This at least had gained her attention. She looked round at him suspiciously, but, being half blind, had difficulty finding him in the blurred and rocky landscape.

He waved, helpfully. "Hello!" he called.

At last she spotted him, grunted to herself and turned back to whacking flies.

It was horribly apparent from the way that currents of air moved when she did, that the major source of the smell was in fact her. The drying bladders, the festering bodies and the noxious potage may all have been making violent contributions to the atmosphere, but the major olfactory presence was the woman herself.

She got another good thwack at a fly. It smacked against the rock and dribbled its insides down it in what she clearly regarded, if she could see that far, as a satisfactory manner.

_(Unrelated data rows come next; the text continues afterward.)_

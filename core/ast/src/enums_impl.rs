//! Implementation methods for tag enums, literal values and modifier flags.
//!
//! [`Tag`] queries classify operator tags and map compound assignments to
//! their underlying operators. [`TypeTag`] and [`Constant`] describe literal
//! values and primitive type keywords. [`flags`] holds the modifier bit set.

use std::{fmt, rc::Rc};

use serde::{Deserialize, Serialize};

use crate::nodes::Tag;

impl Tag {
    /// Returns `true` for prefix and postfix unary operator tags.
    #[must_use]
    pub fn is_unary_op(self) -> bool {
        matches!(
            self,
            Tag::Pos
                | Tag::Neg
                | Tag::Not
                | Tag::Compl
                | Tag::PreInc
                | Tag::PreDec
                | Tag::PostInc
                | Tag::PostDec
                | Tag::NullChk
        )
    }

    /// Returns `true` for `x++` and `x--`.
    #[must_use]
    pub fn is_post_unary_op(self) -> bool {
        matches!(self, Tag::PostInc | Tag::PostDec)
    }

    #[must_use]
    pub fn is_inc_or_dec_unary_op(self) -> bool {
        matches!(self, Tag::PreInc | Tag::PreDec | Tag::PostInc | Tag::PostDec)
    }

    #[must_use]
    pub fn is_binary_op(self) -> bool {
        matches!(
            self,
            Tag::Or
                | Tag::And
                | Tag::BitOr
                | Tag::BitXor
                | Tag::BitAnd
                | Tag::Eq
                | Tag::Ne
                | Tag::Lt
                | Tag::Gt
                | Tag::Le
                | Tag::Ge
                | Tag::Sl
                | Tag::Sr
                | Tag::Usr
                | Tag::Plus
                | Tag::Minus
                | Tag::Mul
                | Tag::Div
                | Tag::Mod
        )
    }

    #[must_use]
    pub fn is_assignop(self) -> bool {
        self.binary_of_assignop().is_some()
    }

    /// Returns `true` for any tag that names an operator.
    #[must_use]
    pub fn is_operator(self) -> bool {
        self.is_unary_op() || self.is_binary_op() || self.is_assignop()
    }

    /// Maps a compound assignment tag to the binary operator it applies,
    /// `PlusAsg` to `Plus` and so on.
    ///
    /// # Panics
    ///
    /// Panics if `self` is not a compound assignment tag.
    #[must_use]
    pub fn no_assign_op(self) -> Tag {
        match self.binary_of_assignop() {
            Some(tag) => tag,
            None => panic!("{self:?} is not a compound assignment operator"),
        }
    }

    fn binary_of_assignop(self) -> Option<Tag> {
        Some(match self {
            Tag::BitOrAsg => Tag::BitOr,
            Tag::BitXorAsg => Tag::BitXor,
            Tag::BitAndAsg => Tag::BitAnd,
            Tag::SlAsg => Tag::Sl,
            Tag::SrAsg => Tag::Sr,
            Tag::UsrAsg => Tag::Usr,
            Tag::PlusAsg => Tag::Plus,
            Tag::MinusAsg => Tag::Minus,
            Tag::MulAsg => Tag::Mul,
            Tag::DivAsg => Tag::Div,
            Tag::ModAsg => Tag::Mod,
            _ => return None,
        })
    }

    /// Compound assignment form of a binary operator, the inverse of
    /// [`Tag::no_assign_op`].
    #[must_use]
    pub fn assign_op(self) -> Option<Tag> {
        Some(match self {
            Tag::BitOr => Tag::BitOrAsg,
            Tag::BitXor => Tag::BitXorAsg,
            Tag::BitAnd => Tag::BitAndAsg,
            Tag::Sl => Tag::SlAsg,
            Tag::Sr => Tag::SrAsg,
            Tag::Usr => Tag::UsrAsg,
            Tag::Plus => Tag::PlusAsg,
            Tag::Minus => Tag::MinusAsg,
            Tag::Mul => Tag::MulAsg,
            Tag::Div => Tag::DivAsg,
            Tag::Mod => Tag::ModAsg,
            _ => return None,
        })
    }

    /// Source spelling of an operator tag. Compound assignments include the
    /// trailing `=`.
    #[must_use]
    pub fn operator_name(self) -> Option<&'static str> {
        Some(match self {
            Tag::Pos => "+",
            Tag::Neg => "-",
            Tag::Not => "!",
            Tag::Compl => "~",
            Tag::PreInc | Tag::PostInc => "++",
            Tag::PreDec | Tag::PostDec => "--",
            Tag::NullChk => "<*nullchk*>",
            Tag::Or => "||",
            Tag::And => "&&",
            Tag::Eq => "==",
            Tag::Ne => "!=",
            Tag::Lt => "<",
            Tag::Gt => ">",
            Tag::Le => "<=",
            Tag::Ge => ">=",
            Tag::BitOr => "|",
            Tag::BitXor => "^",
            Tag::BitAnd => "&",
            Tag::Sl => "<<",
            Tag::Sr => ">>",
            Tag::Usr => ">>>",
            Tag::Plus => "+",
            Tag::Minus => "-",
            Tag::Mul => "*",
            Tag::Div => "/",
            Tag::Mod => "%",
            Tag::BitOrAsg => "|=",
            Tag::BitXorAsg => "^=",
            Tag::BitAndAsg => "&=",
            Tag::SlAsg => "<<=",
            Tag::SrAsg => ">>=",
            Tag::UsrAsg => ">>>=",
            Tag::PlusAsg => "+=",
            Tag::MinusAsg => "-=",
            Tag::MulAsg => "*=",
            Tag::DivAsg => "/=",
            Tag::ModAsg => "%=",
            _ => return None,
        })
    }
}

/// Type tag of a literal or primitive type node.
#[derive(Clone, Copy, PartialEq, Eq, Hash, Debug, Serialize, Deserialize)]
pub enum TypeTag {
    Byte,
    Char,
    Short,
    Int,
    Long,
    Float,
    Double,
    Boolean,
    Void,
    /// Reference types; string literals carry this tag.
    Class,
    /// The type of `null`.
    Bot,
    Error,
    None,
}

impl TypeTag {
    /// Keyword spelling of a primitive type tag.
    #[must_use]
    pub fn keyword(self) -> Option<&'static str> {
        Some(match self {
            TypeTag::Byte => "byte",
            TypeTag::Char => "char",
            TypeTag::Short => "short",
            TypeTag::Int => "int",
            TypeTag::Long => "long",
            TypeTag::Float => "float",
            TypeTag::Double => "double",
            TypeTag::Boolean => "boolean",
            TypeTag::Void => "void",
            _ => return None,
        })
    }

    #[must_use]
    pub fn is_primitive(self) -> bool {
        matches!(
            self,
            TypeTag::Byte
                | TypeTag::Char
                | TypeTag::Short
                | TypeTag::Int
                | TypeTag::Long
                | TypeTag::Float
                | TypeTag::Double
                | TypeTag::Boolean
        )
    }
}

/// Value of a literal node.
#[derive(Clone, Debug, PartialEq)]
pub enum Constant {
    Int(i32),
    Long(i64),
    Float(f32),
    Double(f64),
    Char(char),
    Bool(bool),
    Str(Rc<str>),
    Null,
}

impl Constant {
    /// The literal type tag a value of this kind is stored under.
    #[must_use]
    pub fn type_tag(&self) -> TypeTag {
        match self {
            Constant::Int(_) => TypeTag::Int,
            Constant::Long(_) => TypeTag::Long,
            Constant::Float(_) => TypeTag::Float,
            Constant::Double(_) => TypeTag::Double,
            Constant::Char(_) => TypeTag::Char,
            Constant::Bool(_) => TypeTag::Boolean,
            Constant::Str(_) => TypeTag::Class,
            Constant::Null => TypeTag::Bot,
        }
    }

    /// Integral view of a numeric, character or boolean constant.
    #[must_use]
    pub fn as_i64(&self) -> Option<i64> {
        match self {
            Constant::Int(v) => Some(i64::from(*v)),
            Constant::Long(v) => Some(*v),
            Constant::Char(c) => Some(i64::from(u32::from(*c))),
            Constant::Bool(b) => Some(i64::from(*b)),
            _ => None,
        }
    }
}

impl fmt::Display for Constant {
    fn fmt(&self, f: &mut fmt::Formatter<'_>) -> fmt::Result {
        match self {
            Constant::Int(v) => write!(f, "{v}"),
            Constant::Long(v) => write!(f, "{v}"),
            Constant::Float(v) => write!(f, "{v:?}"),
            Constant::Double(v) => write!(f, "{v:?}"),
            Constant::Char(c) => write!(f, "{c}"),
            Constant::Bool(b) => write!(f, "{b}"),
            Constant::Str(s) => f.write_str(s),
            Constant::Null => f.write_str("null"),
        }
    }
}

macro_rules! constant_from {
    ($($ty:ty => $variant:ident),+ $(,)?) => {
        $(
            impl From<$ty> for Constant {
                fn from(value: $ty) -> Self {
                    Constant::$variant(value.into())
                }
            }
        )+
    };
}

constant_from! {
    i32 => Int,
    i64 => Long,
    f32 => Float,
    f64 => Double,
    char => Char,
    bool => Bool,
    &str => Str,
    String => Str,
    Rc<str> => Str,
}

/// Modifier and declaration flag bits stored in [`crate::nodes::Modifiers`]
/// and [`crate::nodes::Block`].
pub mod flags {
    pub const PUBLIC: u64 = 1;
    pub const PRIVATE: u64 = 1 << 1;
    pub const PROTECTED: u64 = 1 << 2;
    pub const STATIC: u64 = 1 << 3;
    pub const FINAL: u64 = 1 << 4;
    pub const SYNCHRONIZED: u64 = 1 << 5;
    pub const VOLATILE: u64 = 1 << 6;
    pub const TRANSIENT: u64 = 1 << 7;
    pub const NATIVE: u64 = 1 << 8;
    pub const INTERFACE: u64 = 1 << 9;
    pub const ABSTRACT: u64 = 1 << 10;
    pub const STRICTFP: u64 = 1 << 11;
    pub const SYNTHETIC: u64 = 1 << 12;
    pub const ANNOTATION: u64 = 1 << 13;
    pub const ENUM: u64 = 1 << 14;
    pub const VARARGS: u64 = 1 << 34;
    pub const DEFAULT: u64 = 1 << 43;
    pub const SEALED: u64 = 1 << 48;
    pub const RECORD: u64 = 1 << 61;
    pub const NON_SEALED: u64 = 1 << 63;

    /// Flags that correspond to modifier keywords, in printing order.
    const KEYWORDS: [(u64, &str); 14] = [
        (PUBLIC, "public"),
        (PRIVATE, "private"),
        (PROTECTED, "protected"),
        (STATIC, "static"),
        (FINAL, "final"),
        (SYNCHRONIZED, "synchronized"),
        (VOLATILE, "volatile"),
        (TRANSIENT, "transient"),
        (NATIVE, "native"),
        (ABSTRACT, "abstract"),
        (DEFAULT, "default"),
        (STRICTFP, "strictfp"),
        (SEALED, "sealed"),
        (NON_SEALED, "non-sealed"),
    ];

    /// Modifier keywords set in `flags`, in source order.
    #[must_use]
    pub fn keywords(flags: u64) -> Vec<&'static str> {
        KEYWORDS
            .iter()
            .filter(|(bit, _)| flags & bit != 0)
            .map(|(_, word)| *word)
            .collect()
    }

    /// `true` if any modifier keyword bit is set.
    #[must_use]
    pub fn has_keywords(flags: u64) -> bool {
        KEYWORDS.iter().any(|(bit, _)| flags & bit != 0)
    }
}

Unsteadily, Arthur got to his feet and brushed himself down with a fistful of dried grass. He didn't know what else to do by way of announcing himself. He had half a mind just to wander off again, but felt awkward about leaving a pile of his vomit in front of the entrance to the woman's home. He wondered what to do about it. He started to pluck up more handsful of the scrubby dried grass that was to be found here and there. He was worried, though, that if he ventured nearer to the vomit he might simply add to it rather than clear it up.

Just as he was debating with himself as to what the right course of action was he began to realise that she was at last saying something to him.

"I beg your pardon?" he called out.

"I said, can I help you?" she said, in a thin, scratchy voice. that he could only just hear.

"Er, I came to ask your advice," he called back, feeling a bit ridiculous.

She turned to peer at him, myopically, then turned back, swiped at a fly and missed.

"What about?" she said.

"I beg your pardon?" he said.

"I said, what about?" she almost screeched.

"Well," said Arthur. "Just sort of general advice, really. It said in the brochure -"

"Ha! Brochure!" spat the old woman. She seemed to be waving her bat more or less at random now.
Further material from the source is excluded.